Supplied data>
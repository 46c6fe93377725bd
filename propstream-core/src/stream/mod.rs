//! Stream Primitives
//!
//! The adapter's stream vocabulary is deliberately small: a stream can be
//! subscribed to with an [`Observer`], and the resulting [`Subscription`]
//! can be cancelled. Any push-based source that satisfies [`Stream`] can be
//! bound to a component property.
//!
//! [`Subject`] is the in-crate implementation, used for static streams,
//! tests and hosts that just need something to push values into.

mod observer;
mod subject;
mod subscription;

pub use observer::Observer;
pub use subject::Subject;
pub use subscription::{Subscription, SubscriptionId};

use std::sync::Arc;

/// A push-based producer of values.
pub trait Stream: Send + Sync {
    /// Start delivering to `observer` until the returned handle is cancelled.
    fn subscribe(&self, observer: Observer) -> Subscription;

    /// Address identifying the underlying producer.
    ///
    /// Handles that share one producer must return the same address.
    fn identity(&self) -> usize {
        (self as *const Self).cast::<()>() as usize
    }
}

/// Shared handle to a stream.
pub type StreamRef = Arc<dyn Stream>;

/// True when both handles resolve to the same producer.
pub fn same_stream(a: &StreamRef, b: &StreamRef) -> bool {
    a.identity() == b.identity()
}
//! Difference Engine
//!
//! Compares two property snapshots key by key. Stream-like keys (streams
//! and sinks) and plain keys are diffed in separate passes because they are
//! reconciled differently: the first drives subscriptions, the second writes
//! straight into render state.
//!
//! # Rules
//!
//! - `added`: key in the current pass but not the previous one
//! - `removed`: key in the previous pass but not the current one
//! - `changed`: key in both, with a different classification or, for
//!   streams, a different resolved stream. Other values compare raw: data
//!   by value, functions and objects by reference.
//!
//! A key that moves between the stream-like and plain passes is removed
//! from one and added to the other. Keys that are identical in both
//! snapshots appear nowhere.

use smallvec::SmallVec;

use super::record::{PropertyRecord, PropertySet};
use crate::stream::same_stream;

/// Which records a diff pass looks at.
#[derive(Debug, Clone, Copy, PartialEq, Eq)]
pub enum Pass {
    /// Stream- and sink-classified records.
    StreamLike,
    /// Plain records.
    Plain,
}

impl Pass {
    fn includes(self, record: &PropertyRecord) -> bool {
        let stream_like = record.classification().is_stream_like();
        match self {
            Pass::StreamLike => stream_like,
            Pass::Plain => !stream_like,
        }
    }
}

pub type Keys = SmallVec<[String; 4]>;

/// Result of one diff pass.
#[derive(Debug, Clone, Default, PartialEq, Eq)]
pub struct Delta {
    pub added: Keys,
    pub changed: Keys,
    pub removed: Keys,
}

impl Delta {
    pub fn is_empty(&self) -> bool {
        self.added.is_empty() && self.changed.is_empty() && self.removed.is_empty()
    }

    pub fn len(&self) -> usize {
        self.added.len() + self.changed.len() + self.removed.len()
    }

    /// `added` followed by `changed`: the keys that need a fresh value.
    pub fn incoming(&self) -> impl Iterator<Item = &String> {
        self.added.iter().chain(self.changed.iter())
    }

    /// `changed` followed by `removed`: the keys whose old state must go.
    pub fn outgoing(&self) -> impl Iterator<Item = &String> {
        self.changed.iter().chain(self.removed.iter())
    }
}

/// Diff `prev` against `curr` over the records selected by `pass`.
pub fn diff(prev: &PropertySet, curr: &PropertySet, pass: Pass) -> Delta {
    let mut delta = Delta::default();

    for record in curr.iter().filter(|r| pass.includes(r)) {
        match prev.get(record.key()).filter(|p| pass.includes(p)) {
            None => delta.added.push(record.key().to_string()),
            Some(previous) if differs(previous, record) => {
                delta.changed.push(record.key().to_string())
            }
            Some(_) => {}
        }
    }

    for record in prev.iter().filter(|r| pass.includes(r)) {
        let still_present = curr
            .get(record.key())
            .map(|c| pass.includes(c))
            .unwrap_or(false);
        if !still_present {
            delta.removed.push(record.key().to_string());
        }
    }

    delta
}

fn differs(prev: &PropertyRecord, curr: &PropertyRecord) -> bool {
    if prev.classification() != curr.classification() {
        return true;
    }
    // Streams are keyed by the stream itself, not the value that exposed it
    match (prev.stream(), curr.stream()) {
        (Some(a), Some(b)) => !same_stream(a, b),
        _ => !prev.raw().same(curr.raw()),
    }
}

Exercise description> If a line above holds the string "includes", return it as it stands.

Exercise result>
    fn includes(self, record: &PropertyRecord) -> bool {
    for record in curr.iter().filter(|r| pass.includes(r)) {
        match prev.get(record.key()).filter(|p| pass.includes(p)) {
    for record in prev.iter().filter(|r| pass.includes(r)) {
            .map(|c| pass.includes(c))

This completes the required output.